* Aim of the task *
Every line containing the word "RawData" must be pulled from the records.

· · · · ·

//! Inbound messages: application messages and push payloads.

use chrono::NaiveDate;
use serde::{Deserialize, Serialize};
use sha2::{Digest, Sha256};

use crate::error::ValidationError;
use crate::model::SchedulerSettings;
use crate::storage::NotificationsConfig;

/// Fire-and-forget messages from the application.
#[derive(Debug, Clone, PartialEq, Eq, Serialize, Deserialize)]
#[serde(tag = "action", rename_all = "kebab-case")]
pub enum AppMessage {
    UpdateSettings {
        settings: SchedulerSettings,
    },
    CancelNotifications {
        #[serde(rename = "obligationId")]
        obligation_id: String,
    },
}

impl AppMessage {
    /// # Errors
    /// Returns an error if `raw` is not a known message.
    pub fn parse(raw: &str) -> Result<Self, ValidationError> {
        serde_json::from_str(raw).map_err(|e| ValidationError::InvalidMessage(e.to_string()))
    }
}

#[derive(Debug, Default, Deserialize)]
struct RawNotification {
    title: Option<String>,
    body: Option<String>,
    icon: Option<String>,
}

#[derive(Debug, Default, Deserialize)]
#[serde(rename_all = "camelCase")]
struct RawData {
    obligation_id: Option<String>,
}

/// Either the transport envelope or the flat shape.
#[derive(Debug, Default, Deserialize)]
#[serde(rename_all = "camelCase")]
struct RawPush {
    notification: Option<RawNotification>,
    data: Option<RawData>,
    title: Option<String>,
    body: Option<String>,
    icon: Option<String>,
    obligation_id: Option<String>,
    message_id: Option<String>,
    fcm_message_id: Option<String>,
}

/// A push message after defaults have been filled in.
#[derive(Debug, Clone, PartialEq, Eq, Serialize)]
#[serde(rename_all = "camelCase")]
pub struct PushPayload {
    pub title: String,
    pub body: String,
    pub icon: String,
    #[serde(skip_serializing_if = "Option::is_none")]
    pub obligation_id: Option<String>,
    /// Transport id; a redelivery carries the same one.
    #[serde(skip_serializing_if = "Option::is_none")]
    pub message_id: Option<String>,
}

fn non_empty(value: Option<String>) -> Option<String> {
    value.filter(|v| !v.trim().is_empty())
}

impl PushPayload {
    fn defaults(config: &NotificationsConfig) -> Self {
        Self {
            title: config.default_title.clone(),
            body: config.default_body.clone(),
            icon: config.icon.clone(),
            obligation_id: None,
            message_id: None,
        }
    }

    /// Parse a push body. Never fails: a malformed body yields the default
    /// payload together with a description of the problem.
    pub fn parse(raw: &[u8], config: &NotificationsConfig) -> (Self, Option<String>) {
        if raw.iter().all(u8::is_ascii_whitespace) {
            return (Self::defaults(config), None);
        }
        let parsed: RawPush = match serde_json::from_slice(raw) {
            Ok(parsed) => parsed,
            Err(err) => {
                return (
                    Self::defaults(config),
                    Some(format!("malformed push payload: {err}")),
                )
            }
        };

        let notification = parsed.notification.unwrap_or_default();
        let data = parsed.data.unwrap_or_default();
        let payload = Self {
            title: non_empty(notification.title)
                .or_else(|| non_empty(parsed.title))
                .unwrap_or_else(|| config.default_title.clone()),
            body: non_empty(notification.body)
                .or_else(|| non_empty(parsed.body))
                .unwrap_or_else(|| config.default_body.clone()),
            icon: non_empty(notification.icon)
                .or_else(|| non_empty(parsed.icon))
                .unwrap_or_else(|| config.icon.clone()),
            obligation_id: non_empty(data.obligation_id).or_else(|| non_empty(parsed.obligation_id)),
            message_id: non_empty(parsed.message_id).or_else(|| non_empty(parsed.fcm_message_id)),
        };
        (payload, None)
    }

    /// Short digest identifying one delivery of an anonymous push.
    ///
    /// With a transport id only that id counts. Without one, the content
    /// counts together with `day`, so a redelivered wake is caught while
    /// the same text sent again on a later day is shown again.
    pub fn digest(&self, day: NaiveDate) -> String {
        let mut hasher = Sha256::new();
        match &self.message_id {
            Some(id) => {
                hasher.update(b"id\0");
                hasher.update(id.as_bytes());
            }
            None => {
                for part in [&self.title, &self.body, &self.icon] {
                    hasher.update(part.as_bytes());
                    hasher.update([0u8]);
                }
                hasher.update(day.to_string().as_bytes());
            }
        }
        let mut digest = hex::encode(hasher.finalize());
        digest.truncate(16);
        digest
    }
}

· · · · ·

* Task output *
struct RawData {
    data: Option<RawData>,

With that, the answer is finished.